## PROMPT
Scan the records for the word "prefix". Return each line where it is found.
╭──
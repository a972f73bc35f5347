//! Command execution for the `jsonkv` binary.

use anyhow::{Context, Result};
use serde::Serialize;
use serde_json::Value;
use std::io::Write;

use crate::config::{Command, OutputFormat};
use crate::store::{Entry, SetMode, Store};

/// Whether a command found what it was asked for.
#[derive(Debug, Clone, Copy, PartialEq, Eq)]
pub enum Outcome {
    Done,
    NotFound,
}

#[derive(Serialize)]
struct EntriesOutput<'a> {
    entries: &'a [Entry],
    total: usize,
}

#[derive(Serialize)]
struct CountOutput {
    count: usize,
}

/// Run `command` against `store`, writing results to `out`.
pub async fn run(
    store: &Store,
    command: Command,
    format: OutputFormat,
    out: &mut impl Write,
) -> Result<Outcome> {
    match command {
        Command::Prepare { collection } => {
            store.prepare_collection(&collection).await?;
            if format == OutputFormat::Text {
                writeln!(out, "Collection {collection} ready.")?;
            }
        }
        Command::Get { collection, key } => {
            let value: Option<Value> = store.get_by_key(&collection, &key).await?;
            match value {
                Some(value) => write_value(out, &value, format)?,
                None => return Ok(Outcome::NotFound),
            }
        }
        Command::List { collection } => {
            let entries: Vec<Entry> = store.get_all(&collection).await?;
            write_entries(out, &entries, format)?;
        }
        Command::Prefix { collection, prefix } => {
            let entries: Vec<Entry> = store.get_by_prefix(&collection, &prefix).await?;
            write_entries(out, &entries, format)?;
        }
        Command::Set {
            collection,
            key,
            value,
            update,
            upsert,
        } => {
            let value: Value =
                serde_json::from_str(&value).context("value must be valid JSON")?;
            let mode = if upsert {
                SetMode::Upsert
            } else {
                SetMode::from_update_flag(update)
            };
            let stored = store.set_by_key(&collection, &key, value, mode).await?;
            write_value(out, &stored, format)?;
        }
        Command::Delete { collection, key } => {
            let removed = store.delete_by_key(&collection, &key).await?;
            write_count(out, removed, format)?;
            if removed == 0 {
                return Ok(Outcome::NotFound);
            }
        }
        Command::Clear { collection } => {
            let removed = store.delete_all(&collection).await?;
            write_count(out, removed, format)?;
        }
        Command::Count { collection } => {
            let count = store.count(&collection).await?;
            write_count(out, count, format)?;
        }
    }

    Ok(Outcome::Done)
}

fn write_value(out: &mut impl Write, value: &Value, format: OutputFormat) -> Result<()> {
    match format {
        OutputFormat::Text => writeln!(out, "{value}")?,
        OutputFormat::Json => writeln!(out, "{}", serde_json::to_string_pretty(value)?)?,
    }
    Ok(())
}

fn write_entries(out: &mut impl Write, entries: &[Entry], format: OutputFormat) -> Result<()> {
    match format {
        OutputFormat::Text => {
            if entries.is_empty() {
                writeln!(out, "No entries found.")?;
            } else {
                for entry in entries {
                    writeln!(out, "{:<40} {}", entry.id, entry.value)?;
                }
                writeln!(out)?;
                writeln!(out, "Total: {} entries", entries.len())?;
            }
        }
        OutputFormat::Json => {
            let output = EntriesOutput {
                entries,
                total: entries.len(),
            };
            writeln!(out, "{}", serde_json::to_string_pretty(&output)?)?;
        }
    }
    Ok(())
}

fn write_count(out: &mut impl Write, count: usize, format: OutputFormat) -> Result<()> {
    match format {
        OutputFormat::Text => writeln!(out, "{count}")?,
        OutputFormat::Json => writeln!(out, "{}", serde_json::to_string(&CountOutput { count })?)?,
    }
    Ok(())
}

#[cfg(test)]
mod tests {
    use super::*;
    use serde_json::json;
    use tempfile::TempDir;

    async fn run_text(store: &Store, command: Command) -> (Outcome, String) {
        let mut out = Vec::new();
        let outcome = run(store, command, OutputFormat::Text, &mut out)
            .await
            .unwrap();
        (outcome, String::from_utf8(out).unwrap())
    }

    #[tokio::test]
    async fn test_set_get_and_delete() {
        let temp_dir = TempDir::new().unwrap();
        let store = Store::open(temp_dir.path().join("cli.db")).unwrap();
        let items = || "items".to_string();

        run_text(&store, Command::Prepare { collection: items() }).await;

        let (_, stdout) = run_text(
            &store,
            Command::Set {
                collection: items(),
                key: "a".into(),
                value: r#"{"n":1}"#.into(),
                update: false,
                upsert: false,
            },
        )
        .await;
        assert_eq!(stdout.trim(), r#"{"n":1}"#);

        let (outcome, stdout) = run_text(
            &store,
            Command::Get {
                collection: items(),
                key: "a".into(),
            },
        )
        .await;
        assert_eq!(outcome, Outcome::Done);
        assert_eq!(stdout.trim(), r#"{"n":1}"#);

        let (outcome, stdout) = run_text(
            &store,
            Command::Delete {
                collection: items(),
                key: "a".into(),
            },
        )
        .await;
        assert_eq!(outcome, Outcome::Done);
        assert_eq!(stdout.trim(), "1");

        let (outcome, stdout) = run_text(
            &store,
            Command::Get {
                collection: items(),
                key: "a".into(),
            },
        )
        .await;
        assert_eq!(outcome, Outcome::NotFound);
        assert!(stdout.is_empty());
    }

    #[tokio::test]
    async fn test_list_as_json() {
        let temp_dir = TempDir::new().unwrap();
        let store = Store::open(temp_dir.path().join("cli.db")).unwrap();
        store.prepare_collection("items").await.unwrap();
        store
            .set_by_key("items", "a", json!([1, 2]), SetMode::Insert)
            .await
            .unwrap();

        let mut out = Vec::new();
        run(
            &store,
            Command::List {
                collection: "items".into(),
            },
            OutputFormat::Json,
            &mut out,
        )
        .await
        .unwrap();

        let parsed: Value = serde_json::from_slice(&out).unwrap();
        assert_eq!(
            parsed,
            json!({ "entries": [{ "id": "a", "value": [1, 2] }], "total": 1 })
        );
    }

    #[tokio::test]
    async fn test_invalid_json_value_is_rejected() {
        let temp_dir = TempDir::new().unwrap();
        let store = Store::open(temp_dir.path().join("cli.db")).unwrap();
        store.prepare_collection("items").await.unwrap();

        let mut out = Vec::new();
        let result = run(
            &store,
            Command::Set {
                collection: "items".into(),
                key: "a".into(),
                value: "{not json".into(),
                update: false,
                upsert: false,
            },
            OutputFormat::Text,
            &mut out,
        )
        .await;
        assert!(result.is_err());
        assert_eq!(store.count("items").await.unwrap(), 0);
    }
}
╰──
## WRITTEN REPLY
        Command::Prefix { collection, prefix } => {
            let entries: Vec<Entry> = store.get_by_prefix(&collection, &prefix).await?;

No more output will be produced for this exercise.